The procedures in this section may be used to construct and inspect classes.

Procedure: make-class name direct-superclasses direct-slots
Creates and returns a new class object.

Name is used for debugging: it is a symbol that appears in the printed representation of the class and has no role in the semantics of the class. Alternatively, name may be #f to indicate that the class is anonymous.

Direct-superclasses must be a list of class objects. The new class inherits both methods and slots from the classes in this list. Specifying the empty list for direct-superclasses is equivalent to specifying (list <instance>).

Direct-slots describes additional slots that instances of this class will have. It is a list, each element of which must have one of the following forms:

 
name
(name . plist)

where name is a symbol, and plist is a property list. The first of these two forms is equivalent to the second with an empty plist.

Each of the elements of direct-slots defines one slot named name. Plist is used to describe additional properties of that slot. The following properties are recognized:

initial-value
This property specifies the default initial value for the slot, i.e. the value stored in the slot when an instance is created and no value is explicitly specified by the instance constructor. If neither the initial-value nor the initializer property is specified, the slot has no default initial value.

initializer
This property specifies a procedure of no arguments that is called by an instance constructor whenever an instance containing this slot is created. The value returned by the initializer procedure is the initial value of the slot.

accessor
This property specifies a generic procedure; make-class will add an accessor method for this slot to the procedure. See section 3. Slots.

modifier
This property specifies a generic procedure; make-class will add a modifier method for this slot to the procedure. See section 3. Slots.

initpred
This property specifies a generic procedure; make-class will add an "initialized?" predicate method for this slot to the procedure. See section 3. Slots.

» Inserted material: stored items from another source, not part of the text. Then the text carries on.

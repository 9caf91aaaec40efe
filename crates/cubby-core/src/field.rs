//! Payload fields and the static / time-varying classification rule.
//!
//! A payload field is an Arrow array. Time-varying fields have one row per
//! time sample and are re-indexed on merge and sliced on clip. Static fields
//! (a fixed energy or frequency channel axis, for example) are neither: they
//! are loaded once and replaced wholesale when a later load redefines them.
//!
//! Getting this wrong is the most damaging bug class in the store, so the
//! rule is explicit and ordered ([`classify`]):
//!
//! 1. A kind supplied by the producer is authoritative.
//! 2. A kind already recorded for the field in its owning instance is reused,
//!    except that a field only inferred as time-varying is demoted to static
//!    once a later load shows it kept its row count while the time length
//!    changed.
//! 3. A field whose row count equals the incoming time length is time-varying.
//! 4. A field whose row count differs and is at most `static_threshold` is
//!    static.
//! 5. Anything else is a [`crate::error::CubbyError::ShapeMismatch`].
//!
//! A static field is small, fixed and does not grow between loads. A field
//! classified time-varying whose length does not match the time axis is
//! always rejected, never truncated.

use arrow::array::{Array, ArrayRef, FixedSizeListArray};
use arrow::datatypes::DataType;
use serde::{Deserialize, Serialize};
use snafu::ensure;

use crate::error::{CubbyResult, ShapeMismatchSnafu};

/// How a payload field relates to the time axis.
#[derive(Debug, Clone, Copy, PartialEq, Eq, Hash, Serialize, Deserialize)]
pub enum FieldKind {
    /// Leading dimension tracks time.
    TimeVarying,
    /// Does not vary with time.
    Static,
}

/// A field as delivered by a producer, before classification.
#[derive(Debug, Clone)]
pub struct IncomingField {
    /// Variable name inside the owning instance.
    pub name: String,
    /// Payload array; rank-2 payloads are `FixedSizeList` arrays.
    pub values: ArrayRef,
    /// Explicit kind from the producer, if it knows.
    pub kind: Option<FieldKind>,
}

impl IncomingField {
    /// A field whose kind is left to the heuristic.
    pub fn new(name: impl Into<String>, values: ArrayRef) -> Self {
        Self {
            name: name.into(),
            values,
            kind: None,
        }
    }

    /// Attach an explicit kind.
    pub fn with_kind(mut self, kind: FieldKind) -> Self {
        self.kind = Some(kind);
        self
    }
}

/// A classified field, ready to merge.
#[derive(Debug, Clone)]
pub struct FieldData {
    /// Payload array.
    pub values: ArrayRef,
    /// Resolved kind.
    pub kind: FieldKind,
}

/// What an owning instance remembers about a field from its last load.
#[derive(Debug, Clone, Copy, PartialEq, Eq)]
pub struct FieldRecord {
    /// Kind the field was classified as.
    pub kind: FieldKind,
    /// Whether the producer flagged the kind explicitly.
    pub explicit: bool,
    /// Row count of the field in that load.
    pub rows: usize,
    /// Time length of that load.
    pub time_len: usize,
}

impl FieldRecord {
    /// Whether a field inferred as time-varying has revealed itself static:
    /// its row count stayed put while the time length moved.
    fn is_fixed_length(&self, rows: usize, time_len: usize, static_threshold: usize) -> bool {
        self.kind == FieldKind::TimeVarying
            && !self.explicit
            && rows == self.rows
            && rows != time_len
            && time_len != self.time_len
            && rows <= static_threshold
    }
}

/// Decide whether a field is static or time-varying.
///
/// `explicit` comes from the producer, `recorded` from earlier loads into the
/// same owning instance. See the module docs for the rule order.
pub fn classify(
    name: &str,
    values: &dyn Array,
    time_len: usize,
    explicit: Option<FieldKind>,
    recorded: Option<&FieldRecord>,
    static_threshold: usize,
) -> CubbyResult<FieldKind> {
    let rows = values.len();

    let kind = match (explicit, recorded) {
        (Some(kind), _) => kind,
        (None, Some(record)) if record.is_fixed_length(rows, time_len, static_threshold) => {
            FieldKind::Static
        }
        (None, Some(record)) => record.kind,
        (None, None) if rows == time_len => FieldKind::TimeVarying,
        (None, None) if rows <= static_threshold => FieldKind::Static,
        (None, None) => {
            return ShapeMismatchSnafu {
                field: name,
                expected: time_len,
                actual: rows,
            }
            .fail();
        }
    };

    if kind == FieldKind::TimeVarying {
        ensure_rows(name, values, time_len)?;
    }
    Ok(kind)
}

/// Fail with [`crate::error::CubbyError::ShapeMismatch`] unless `values` has `expected` rows.
pub fn ensure_rows(name: &str, values: &dyn Array, expected: usize) -> CubbyResult<()> {
    ensure!(
        values.len() == expected,
        ShapeMismatchSnafu {
            field: name,
            expected,
            actual: values.len(),
        }
    );
    Ok(())
}

/// Channel width of a rank-2 payload, `None` for rank-1 payloads.
pub fn channels_of(values: &dyn Array) -> Option<usize> {
    match values.data_type() {
        DataType::FixedSizeList(_, width) => usize::try_from(*width).ok(),
        _ => None,
    }
}

/// Borrow a rank-2 payload as a `FixedSizeListArray`.
pub fn as_rank2(values: &dyn Array) -> Option<&FixedSizeListArray> {
    values.as_any().downcast_ref::<FixedSizeListArray>()
}

#[cfg(test)]
mod tests {
    use super::*;
    use crate::error::CubbyError;
    use arrow::array::{Float64Array, Int32Array};
    use std::sync::Arc;

    fn floats(n: usize) -> ArrayRef {
        Arc::new(Float64Array::from_iter_values((0..n).map(|v| v as f64)))
    }

    fn inferred(kind: FieldKind, rows: usize, time_len: usize) -> FieldRecord {
        FieldRecord {
            kind,
            explicit: false,
            rows,
            time_len,
        }
    }

    #[test]
    fn explicit_flag_overrides_heuristic() {
        // 16 rows against 16 samples would look time-varying.
        let bins = floats(16);
        let kind = classify("energy", bins.as_ref(), 16, Some(FieldKind::Static), None, 1000);
        assert_eq!(kind.unwrap(), FieldKind::Static);
    }

    #[test]
    fn heuristic_matches_time_length_first() {
        let v = floats(5);
        assert_eq!(
            classify("v", v.as_ref(), 5, None, None, 1000).unwrap(),
            FieldKind::TimeVarying
        );
        let bins = Arc::new(Int32Array::from(vec![10, 20, 30])) as ArrayRef;
        assert_eq!(
            classify("bins", bins.as_ref(), 5, None, None, 1000).unwrap(),
            FieldKind::Static
        );
    }

    #[test]
    fn large_unmatched_field_is_shape_mismatch() {
        let v = floats(2000);
        let err = classify("v", v.as_ref(), 5, None, None, 1000).unwrap_err();
        assert!(matches!(err, CubbyError::ShapeMismatch { .. }));
    }

    #[test]
    fn inferred_time_varying_with_fixed_length_becomes_static() {
        // A 3-row channel table first arrived next to 3 samples.
        let bins = floats(3);
        let record = inferred(FieldKind::TimeVarying, 3, 3);
        assert_eq!(
            classify("energy", bins.as_ref(), 5, None, Some(&record), 1000).unwrap(),
            FieldKind::Static
        );
    }

    #[test]
    fn growing_field_keeps_time_varying_and_is_rejected() {
        let bins = floats(32);
        let record = inferred(FieldKind::TimeVarying, 20, 20);
        let err = classify("bins", bins.as_ref(), 50, None, Some(&record), 1000).unwrap_err();
        assert!(matches!(
            err,
            CubbyError::ShapeMismatch {
                expected: 50,
                actual: 32,
                ..
            }
        ));
    }

    #[test]
    fn explicit_time_varying_record_is_not_demoted() {
        let bins = floats(3);
        let record = FieldRecord {
            explicit: true,
            ..inferred(FieldKind::TimeVarying, 3, 3)
        };
        let err = classify("bx", bins.as_ref(), 5, None, Some(&record), 1000).unwrap_err();
        assert!(matches!(err, CubbyError::ShapeMismatch { .. }));
    }

    #[test]
    fn fixed_length_above_threshold_is_not_demoted() {
        let bins = floats(3);
        let record = inferred(FieldKind::TimeVarying, 3, 3);
        assert!(classify("bins", bins.as_ref(), 5, None, Some(&record), 2).is_err());
    }

    #[test]
    fn recorded_static_kind_is_sticky() {
        let bins = floats(8);
        let record = inferred(FieldKind::Static, 8, 4);
        assert_eq!(
            classify("bins", bins.as_ref(), 8, None, Some(&record), 1000).unwrap(),
            FieldKind::Static
        );
    }
}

Slot properties are combined in slightly complicated ways.

Examples of make-class:

 
(define <cell>
  (make-class '<cell> '() '()))

(define <contact>
  (make-class '<contact>
              (list <cell>)
              `((name accessor ,cell-name))))

(define <compound-cell>
  (make-class '<compound-cell>
              (list <cell>)
              `((width accessor ,cell-width)
                (height accessor ,cell-height)
                (components accessor ,cell-components
                            modifier ,set-cell-components!
                            initial-value ()))))

Syntax: define-class name direct-superclasses direct-slot ...
Define name to be a class. In its basic form, define-class might have been defined by

 
(define-syntax define-class
  (syntax-rules ()
    ((define-class name (class ...) slot ...)
     (define name
       (make-class (quote name)
                   (list class ...)
                   (quote (slot ...)))))))

Note that slot properties are handled specially by define-class. If a direct-slot specifies a slot properties property list, the keys of the property list (i.e. the even-numbered elements) are not evaluated, while the datums of the property list are evaluated. The expansion above does not show the proper treatment of slot properties.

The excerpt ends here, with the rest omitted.